22. Luka Hati dan Fisik

134 3 0
                                    

Seluruh Ujian telah dilaksanakan oleh para siswa yang bersekolah di SMA Bina Bakti, para siswa tengah melakukan aksi coret-coret seragam di halaman sekolah, mereka tertawa menikmati hari terakhir di sekolah. Lain halnya dengan Alana, dia memutuskan untuk pulang seorang diri tanpa sepengetahuan teman-temannya. Semalam dia telah membuat keputusan dengan Angel, Maminya agar mengijinkannya tinggal di apartemen.

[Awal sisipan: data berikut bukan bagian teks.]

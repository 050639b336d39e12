use std::cmp::Ordering;

use parse_display::{Display, FromStr};
use serde::{Deserialize, Serialize};

use crate::Record;

#[cfg(test)]
mod tests;

/// A sortable column of [`Record`].
#[derive(Clone, Copy, Debug, Display, FromStr, PartialEq, Eq, Hash, Default)]
#[derive(Serialize, Deserialize)]
#[display(style = "snake_case")]
#[serde(rename_all = "snake_case")]
pub enum SortField {
    #[default]
    Title,
    Category,
    Stock,
    Rate,
}
impl SortField {
    /// Sortable columns in display order.
    pub const ALL: [SortField; 4] = [
        SortField::Title,
        SortField::Category,
        SortField::Stock,
        SortField::Rate,
    ];

    /// Column header text.
    pub fn label(self) -> &'static str {
        match self {
            SortField::Title => "Title",
            SortField::Category => "Category",
            SortField::Stock => "Stock",
            SortField::Rate => "Rate",
        }
    }

    pub fn compare(self, a: &Record, b: &Record) -> Ordering {
        match self {
            SortField::Title => a.title.cmp(&b.title),
            SortField::Category => a.category.name.cmp(&b.category.name),
            SortField::Stock => a.stock.cmp(&b.stock),
            SortField::Rate => a.rate.total_cmp(&b.rate),
        }
    }
}

#[derive(Clone, Copy, Debug, Display, FromStr, PartialEq, Eq, Hash, Default)]
#[derive(Serialize, Deserialize)]
pub enum SortDirection {
    #[default]
    #[display("asc")]
    #[serde(rename = "asc")]
    Ascending,
    #[display("desc")]
    #[serde(rename = "desc")]
    Descending,
}
impl SortDirection {
    pub fn reversed(self) -> Self {
        match self {
            SortDirection::Ascending => SortDirection::Descending,
            SortDirection::Descending => SortDirection::Ascending,
        }
    }
    fn apply(self, ordering: Ordering) -> Ordering {
        match self {
            SortDirection::Ascending => ordering,
            SortDirection::Descending => ordering.reverse(),
        }
    }
}

#[derive(Clone, Copy, Debug, Display, PartialEq, Eq, Hash, Default)]
#[derive(Serialize, Deserialize)]
#[display("{field} {direction}")]
pub struct SortDirective {
    pub field: SortField,
    pub direction: SortDirection,
}
impl SortDirective {
    pub fn new(field: SortField, direction: SortDirection) -> Self {
        Self { field, direction }
    }
    pub fn ascending(field: SortField) -> Self {
        Self::new(field, SortDirection::Ascending)
    }
    pub fn descending(field: SortField) -> Self {
        Self::new(field, SortDirection::Descending)
    }

    /// The directive a click on the `field` column header produces.
    ///
    /// Clicking the current sort column flips its direction; any other column sorts ascending.
    pub fn toggled(self, field: SortField) -> Self {
        if self.field == field {
            Self::new(field, self.direction.reversed())
        } else {
            Self::ascending(field)
        }
    }

    pub fn compare(&self, a: &Record, b: &Record) -> Ordering {
        self.direction.apply(self.field.compare(a, b))
    }

    /// Stable sort; records with equal keys keep their relative order.
    pub fn sort(&self, records: &mut [&Record]) {
        records.sort_by(|a, b| self.compare(a, b));
    }
}
use serde::{Deserialize, Serialize};

use crate::{CategoryRef, Record};


/// Supplies the whole record and category collections at once.
pub trait DataSource {
    fn records(&self) -> Vec<Record>;
    fn categories(&self) -> Vec<CategoryRef>;
}

/// An in-memory [`DataSource`].
#[derive(Clone, Debug, PartialEq, Default, Serialize, Deserialize)]
#[serde(default)]
pub struct Catalog {
    pub records: Vec<Record>,
    pub categories: Vec<CategoryRef>,
}
impl Catalog {
    pub fn from_source(source: &(impl DataSource + ?Sized)) -> Self {
        Self {
            records: source.records(),
            categories: source.categories(),
        }
    }
}
impl DataSource for Catalog {
    fn records(&self) -> Vec<Record> {
        self.records.clone()
    }
    fn categories(&self) -> Vec<CategoryRef> {
        self.categories.clone()
    }
}
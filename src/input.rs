use parse_display::Display;
use serde::{Deserialize, Serialize};

use crate::{
    CategoryId, PageNumber, RecordId, SortDirection, SortDirective, SortField, Transition,
    ViewState,
};


/// A transition request as received from a rendering layer, before validation.
#[derive(Clone, Debug, PartialEq, Serialize, Deserialize)]
#[serde(tag = "type", rename_all = "snake_case")]
pub enum RawTransition {
    SelectCategory { category_id: u32 },
    SetSearchQuery { query: String },
    SetSort { field: String, direction: String },
    SortBy { field: String },
    SelectPage { page: i64 },
    ToggleFlag { id: u64 },
    RemoveRecord { id: u64 },
}

#[non_exhaustive]
#[derive(Clone, Debug, Display, PartialEq, Eq)]
pub enum InputError {
    #[display("unknown category `{0}`")]
    UnknownCategory(CategoryId),
    #[display("unknown sort field `{0}`")]
    UnknownSortField(String),
    #[display("unknown sort direction `{0}`")]
    UnknownSortDirection(String),
    #[display("invalid page `{0}`")]
    InvalidPage(i64),
}

impl std::error::Error for InputError {}

impl RawTransition {
    /// Checks this request against `state` and converts it to a [`Transition`].
    ///
    /// Record ids are not checked; a transition on a missing record is a no-op.
    pub fn validate(&self, state: &ViewState) -> Result<Transition, InputError> {
        Ok(match self {
            RawTransition::SelectCategory { category_id } => {
                let id = CategoryId(*category_id);
                let category = state
                    .category(id)
                    .ok_or(InputError::UnknownCategory(id))?;
                Transition::SelectCategory(category.clone())
            }
            RawTransition::SetSearchQuery { query } => Transition::SetSearchQuery(query.clone()),
            RawTransition::SetSort { field, direction } => Transition::SetSort(SortDirective::new(
                parse_field(field)?,
                parse_direction(direction)?,
            )),
            RawTransition::SortBy { field } => Transition::SortBy(parse_field(field)?),
            RawTransition::SelectPage { page } => Transition::SelectPage(parse_page(*page)?),
            RawTransition::ToggleFlag { id } => Transition::ToggleFlag(RecordId(*id)),
            RawTransition::RemoveRecord { id } => Transition::RemoveRecord(RecordId(*id)),
        })
    }
}

fn parse_field(s: &str) -> Result<SortField, InputError> {
    s.parse()
        .map_err(|_| InputError::UnknownSortField(s.to_string()))
}
fn parse_direction(s: &str) -> Result<SortDirection, InputError> {
    s.parse()
        .map_err(|_| InputError::UnknownSortDirection(s.to_string()))
}
fn parse_page(page: i64) -> Result<PageNumber, InputError> {
    usize::try_from(page)
        .ok()
        .and_then(PageNumber::new)
        .ok_or(InputError::InvalidPage(page))
}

Dengan berat hati Angel membiarkan anaknya tinggal di apartemen sesuai keinginannya, Alana pulang menggunakan taksi online, tapi ketika di tengah perjalanan ada sekelompok pelajar yang melakukan tawuran. Sang Supir bingung harus melakukan apa, jika maju maka nyawa mereka yang menjadi taruhannya sedangkan untuk memutar balik kondisi tidak memungkinkan karena suasana di sana sangat ricuh.

Alana bingung sendiri, tubuhnya mulai bergetar hebat ketakutan. Dia berusaha menghubungi Gio supaya lelaki itu dapat menolongnya tapi hasilnya nihil, ponsel Gio tidak aktif. Segenap keberanian Alana kumpulkan, dia nekat untuk keluar dari taksi, dan pulang dengan berjalan kaki. Tasnya dia gunakan untuk menutup kepalanya supaya terhindar dari lemparan batu, ataupun benda berbahaya lainnya.

“Awas Lan!” pekik Gio.

Sebuah batu berukuran sedang melayang, dan hampir mengenai kepala Alana. Gio dengan cepat menolong Alana dengan membawa kepala Alana ke dalam dekapannya, sehingga batu yang seharusnya mengenai kepala Alana menjadi tepat mengenai kening Gio. Cairan kental berwarna merah mengalir di kening Gio, mulai mengalir di pipinya. Alana belum mengetahui itu sebab matanya kini terpejam rapat, takut.

“Buka mata kamu, kita udah di tempat yang aman,” perintah Gio.

Alana membuka matanya perlahan. “Mak-, hah!? Itu darah Gi, kita ke rumah sakit aja ya? Ayo Gi, darahnya lumayan banyak juga!”

“Ga usah gapapa, aku bisa obatin lukanya sendiri nanti di rumah,” tolak Gio.

“Tapi bahaya Gio! Ayo ke rumah sakit!” paksa Alana.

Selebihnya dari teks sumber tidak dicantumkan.